Pinky's Book Link

Saturday, July 22, 2017

Husbands and Bunnings. Part 117.

I looked out on my chook yard earlier this week at twilight and admired the string of solar lights strung along the fence.

“They look quite nice,” I commented to Scotto in a vague, half-hearted manner.

And they did. They were a subtle and delicate, ornamental addition to our idyllic little garden.

Scotto must have really cherished the uncommon praise because the very next night, after I arrived home from work, he dragged me to the window and gestured out to the yard with the type of expectant, hopeful look on his face that invited gushing admiration.

Does not show what it actually looks like!

Festooned with a plethora of glittering lights rivalling Clark Griswold’s elaborate and decorative creation in National Lampoon’s Christmas Vacation, my chook yard glowed like Kiev after the Chernobyl meltdown. Chicken Kiev.

“Was there a sale on at Bunnings?” I asked in astonished wonder. “Do you think the neighbours might complain?”

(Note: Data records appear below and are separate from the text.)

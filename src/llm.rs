// 🤖 Language Model Client - OpenAI-compatible chat completions (Groq)
//
// Callers depend on the `LlmClient` trait; the HTTP server holds an
// `Arc<dyn LlmClient>` and tests substitute a scripted fake.

use crate::config::LlmConfig;
use crate::error::{AppError, AppResult};
use async_trait::async_trait;
use reqwest::Client;
use serde::{Deserialize, Serialize};
use std::time::Duration;
use tracing::{debug, error};

const SERVICE: &str = "Groq";
const TEMPERATURE: f32 = 0.7;
const REQUEST_TIMEOUT: Duration = Duration::from_secs(30);

#[async_trait]
pub trait LlmClient: Send + Sync {
    /// One-shot completion: a system instruction plus a single user prompt
    async fn complete(&self, system: &str, prompt: &str) -> AppResult<String>;
}

/// Groq chat-completions client
#[derive(Debug, Clone)]
pub struct GroqClient {
    api_key: Option<String>,
    model: String,
    base_url: String,
    client: Client,
}

impl GroqClient {
    pub fn new(config: &LlmConfig) -> AppResult<Self> {
        let client = Client::builder()
            .timeout(REQUEST_TIMEOUT)
            .build()
            .map_err(|e| AppError::Internal(format!("failed to build HTTP client: {}", e)))?;

        Ok(GroqClient {
            api_key: config.api_key.clone(),
            model: config.model.clone(),
            base_url: config.base_url.trim_end_matches('/').to_string(),
            client,
        })
    }

    pub fn model(&self) -> &str {
        &self.model
    }
}

#[async_trait]
impl LlmClient for GroqClient {
    async fn complete(&self, system: &str, prompt: &str) -> AppResult<String> {
        let api_key = self
            .api_key
            .as_deref()
            .ok_or_else(|| AppError::config("GROQ_API_KEY is not set"))?;

        debug!(model = %self.model, prompt_len = prompt.len(), "requesting completion");

        let body = ChatRequest {
            model: &self.model,
            messages: vec![
                ChatMessage {
                    role: "system".to_string(),
                    content: system.to_string(),
                },
                ChatMessage {
                    role: "user".to_string(),
                    content: prompt.to_string(),
                },
            ],
            temperature: TEMPERATURE,
        };

        let response = self
            .client
            .post(format!("{}/chat/completions", self.base_url))
            .bearer_auth(api_key)
            .json(&body)
            .send()
            .await
            .map_err(|e| {
                error!(error = %e, "language model request failed");
                AppError::external_service(SERVICE, format!("network error: {}", e))
            })?;

        let status = response.status();
        if !status.is_success() {
            let text = response.text().await.unwrap_or_default();
            let message = error_message(&text);
            error!(status = %status, error = %message, "language model returned an error");
            return Err(AppError::external_service(
                SERVICE,
                format!("HTTP {}: {}", status.as_u16(), message),
            ));
        }

        let parsed: ChatResponse = response.json().await.map_err(|e| {
            AppError::external_service(SERVICE, format!("unreadable response: {}", e))
        })?;

        first_choice(parsed)
    }
}

// ============================================================================
// WIRE FORMAT
// ============================================================================

#[derive(Debug, Serialize)]
struct ChatRequest<'a> {
    model: &'a str,
    messages: Vec<ChatMessage>,
    temperature: f32,
}

#[derive(Debug, Serialize, Deserialize)]
struct ChatMessage {
    role: String,
    content: String,
}

#[derive(Debug, Deserialize)]
struct ChatResponse {
    #[serde(default)]
    choices: Vec<ChatChoice>,
}

#[derive(Debug, Deserialize)]
struct ChatChoice {
    message: ChatMessage,
}

#[derive(Debug, Deserialize)]
struct ErrorEnvelope {
    error: ErrorDetail,
}

#[derive(Debug, Deserialize)]
struct ErrorDetail {
    message: String,
}

fn first_choice(response: ChatResponse) -> AppResult<String> {
    response
        .choices
        .into_iter()
        .next()
        .map(|choice| choice.message.content)
        .ok_or_else(|| AppError::external_service(SERVICE, "response contained no choices"))
}

/// `{"error": {"message": ...}}` when the body has that shape, else the raw body
fn error_message(body: &str) -> String {
    match serde_json::from_str::<ErrorEnvelope>(body) {
        Ok(envelope) => envelope.error.message,
        Err(_) if body.trim().is_empty() => "empty error body".to_string(),
        Err(_) => body.trim().to_string(),
    }
}
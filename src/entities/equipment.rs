// 🔧 Equipment Rows - gym floor inventory

use chrono::NaiveDate;
use rusqlite::{params, Connection, OptionalExtension, Row};
use serde::{Deserialize, Serialize};

#[derive(Debug, Clone, Copy, PartialEq, Eq, Hash, Serialize, Deserialize)]
pub enum EquipmentStatus {
    Good,
    Broken,
    InMaintenance,
    NeedsReplacement,
}

impl EquipmentStatus {
    pub fn as_str(&self) -> &'static str {
        match self {
            EquipmentStatus::Good => "Good",
            EquipmentStatus::Broken => "Broken",
            EquipmentStatus::InMaintenance => "In Maintenance",
            EquipmentStatus::NeedsReplacement => "Needs Replacement",
        }
    }
}

#[derive(Debug, Clone, PartialEq, Serialize, Deserialize)]
pub struct EquipmentCategory {
    pub category_id: i64,
    pub category_name: String,
}

impl EquipmentCategory {
    /// Insert a category by name, returning the existing id if it is already there
    pub fn insert_named(conn: &Connection, name: &str) -> rusqlite::Result<i64> {
        let existing: Option<i64> = conn
            .query_row(
                "SELECT category_id FROM equipment_category WHERE category_name = ?1",
                [name],
                |row| row.get(0),
            )
            .optional()?;

        if let Some(id) = existing {
            return Ok(id);
        }

        conn.execute(
            "INSERT INTO equipment_category (category_name) VALUES (?1)",
            [name],
        )?;
        Ok(conn.last_insert_rowid())
    }
}

#[derive(Debug, Clone, PartialEq, Serialize, Deserialize)]
pub struct Equipment {
    pub equipment_id: i64,
    pub name: String,
    pub category_id: Option<i64>,
    pub purchase_date: Option<NaiveDate>,
    /// Unit price
    pub purchase_price: Option<f64>,
    pub status: String,
    pub quantity: i64,
    pub location: Option<String>,
}

impl Equipment {
    pub const COLUMNS: &'static str = "equipment_id, name, category_id, purchase_date, \
                                       purchase_price, status, quantity, location";

    pub fn insert(&self, conn: &Connection) -> rusqlite::Result<i64> {
        conn.execute(
            "INSERT INTO equipment (
                name, category_id, purchase_date, purchase_price, status, quantity, location
            ) VALUES (?1, ?2, ?3, ?4, ?5, ?6, ?7)",
            params![
                self.name,
                self.category_id,
                self.purchase_date,
                self.purchase_price,
                self.status,
                self.quantity,
                self.location,
            ],
        )?;
        Ok(conn.last_insert_rowid())
    }

    /// Columns in [`Equipment::COLUMNS`] order
    pub fn from_row(row: &Row) -> rusqlite::Result<Self> {
        Ok(Equipment {
            equipment_id: row.get(0)?,
            name: row.get(1)?,
            category_id: row.get(2)?,
            purchase_date: row.get(3)?,
            purchase_price: row.get(4)?,
            status: row.get(5)?,
            quantity: row.get(6)?,
            location: row.get(7)?,
        })
    }

    pub fn find(conn: &Connection, equipment_id: i64) -> rusqlite::Result<Option<Self>> {
        conn.query_row(
            &format!("SELECT {} FROM equipment WHERE equipment_id = ?1", Self::COLUMNS),
            [equipment_id],
            Self::from_row,
        )
        .optional()
    }
}

/// Spare units kept in storage for an equipment line
#[derive(Debug, Clone, PartialEq, Serialize, Deserialize)]
pub struct BackupEquipment {
    pub backup_id: i64,
    pub equipment_id: i64,
    pub quantity: i64,
}

impl BackupEquipment {
    pub fn insert(&self, conn: &Connection) -> rusqlite::Result<i64> {
        conn.execute(
            "INSERT INTO backup_equipment (equipment_id, quantity) VALUES (?1, ?2)",
            params![self.equipment_id, self.quantity],
        )?;
        Ok(conn.last_insert_rowid())
    }
}
// 🏋️ Trainer Rows - trainers, classes and the class timetable

use chrono::NaiveDate;
use rusqlite::{params, Connection, Row};
use serde::{Deserialize, Serialize};

#[derive(Debug, Clone, PartialEq, Serialize, Deserialize)]
pub struct Trainer {
    pub trainer_id: i64,
    pub name: String,
    pub email: Option<String>,
    pub phone: Option<String>,
    pub join_date: Option<NaiveDate>,
    pub specialization: String,
    pub certification: Option<String>,
    pub hourly_rate: Option<f64>,
    pub rating: Option<f64>,
    /// "active" or "inactive"
    pub status: String,
    pub bio: Option<String>,
}

impl Trainer {
    pub const COLUMNS: &'static str = "trainer_id, name, email, phone, join_date, specialization, \
                                       certification, hourly_rate, rating, status, bio";

    pub fn insert(&self, conn: &Connection) -> rusqlite::Result<i64> {
        conn.execute(
            "INSERT INTO trainer (
                name, email, phone, join_date, specialization,
                certification, hourly_rate, rating, status, bio
            ) VALUES (?1, ?2, ?3, ?4, ?5, ?6, ?7, ?8, ?9, ?10)",
            params![
                self.name,
                self.email,
                self.phone,
                self.join_date,
                self.specialization,
                self.certification,
                self.hourly_rate,
                self.rating,
                self.status,
                self.bio,
            ],
        )?;
        Ok(conn.last_insert_rowid())
    }

    /// Columns in [`Trainer::COLUMNS`] order
    pub fn from_row(row: &Row) -> rusqlite::Result<Self> {
        Ok(Trainer {
            trainer_id: row.get(0)?,
            name: row.get(1)?,
            email: row.get(2)?,
            phone: row.get(3)?,
            join_date: row.get(4)?,
            specialization: row.get(5)?,
            certification: row.get(6)?,
            hourly_rate: row.get(7)?,
            rating: row.get(8)?,
            status: row.get(9)?,
            bio: row.get(10)?,
        })
    }
}

#[derive(Debug, Clone, PartialEq, Serialize, Deserialize)]
pub struct GymClass {
    pub class_id: i64,
    pub name: String,
    pub description: Option<String>,
    pub difficulty_level: Option<String>,
    pub trainer_id: Option<i64>,
    pub max_capacity: Option<i64>,
    pub location: Option<String>,
}

impl GymClass {
    pub fn insert(&self, conn: &Connection) -> rusqlite::Result<i64> {
        conn.execute(
            "INSERT INTO gym_class (
                name, description, difficulty_level, trainer_id, max_capacity, location
            ) VALUES (?1, ?2, ?3, ?4, ?5, ?6)",
            params![
                self.name,
                self.description,
                self.difficulty_level,
                self.trainer_id,
                self.max_capacity,
                self.location,
            ],
        )?;
        Ok(conn.last_insert_rowid())
    }
}

/// One occurrence of a class on the timetable
#[derive(Debug, Clone, PartialEq, Serialize, Deserialize)]
pub struct ClassSchedule {
    pub schedule_id: i64,
    pub class_id: i64,
    pub schedule_date: NaiveDate,
    pub start_time: String,
    pub end_time: String,
    pub trainer_id: i64,
    pub status: String,
}

impl ClassSchedule {
    pub fn insert(&self, conn: &Connection) -> rusqlite::Result<i64> {
        conn.execute(
            "INSERT INTO class_schedule (
                class_id, schedule_date, start_time, end_time, trainer_id, status
            ) VALUES (?1, ?2, ?3, ?4, ?5, ?6)",
            params![
                self.class_id,
                self.schedule_date,
                self.start_time,
                self.end_time,
                self.trainer_id,
                self.status,
            ],
        )?;
        Ok(conn.last_insert_rowid())
    }

    pub fn from_row(row: &Row) -> rusqlite::Result<Self> {
        Ok(ClassSchedule {
            schedule_id: row.get(0)?,
            class_id: row.get(1)?,
            schedule_date: row.get(2)?,
            start_time: row.get(3)?,
            end_time: row.get(4)?,
            trainer_id: row.get(5)?,
            status: row.get(6)?,
        })
    }
}

/// A member's booking of a scheduled class
#[derive(Debug, Clone, PartialEq, Serialize, Deserialize)]
pub struct MemberClass {
    pub member_class_id: i64,
    pub member_id: i64,
    pub schedule_id: i64,
    /// "Present", "Absent", "Booked"
    pub attendance_status: String,
    pub rating: Option<f64>,
}

impl MemberClass {
    pub fn insert(&self, conn: &Connection) -> rusqlite::Result<i64> {
        conn.execute(
            "INSERT INTO member_class (
                member_id, schedule_id, attendance_status, rating
            ) VALUES (?1, ?2, ?3, ?4)",
            params![
                self.member_id,
                self.schedule_id,
                self.attendance_status,
                self.rating,
            ],
        )?;
        Ok(conn.last_insert_rowid())
    }
}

Scotto grinned and shrugged.

“Oh well,” I sighed. “As long as the chickens don’t mind sleeping in downtown Las Vegas every night. And as long as we don’t have a Jumbo Jet land in our backyard because the pilot mistakes it for the Coolangatta airport runway, it should be alright.”

Scotto loves colourful lights. Don’t get me wrong, so do I, but clearly my husband is secretly harbouring a desire to live in Santa’s workshop.

“Wait until Christmas!” he enthused, his eyes taking in the display with rapture. “You should see what I’ve planned for the front yard!”

Since the installation of this spectacular light exhibition, I’ve noticed a lot of strange looking and various shaped poops in the garden. I’m imagining all the tiny rainforest critters are emerging from the leafy foliage at night and converging on our backyard for Mardi gras time.

No wonder the dogs are so restless at night.

I can just picture all the little bandicoots, koalas and possums frolicking around, getting high on bottle brush and terrorising the wild eyed chooks every night.

At least they’re solar lights and don’t use electricity, I suppose.

Even so, some people should not be allowed to go to Bunnings without a responsible carer.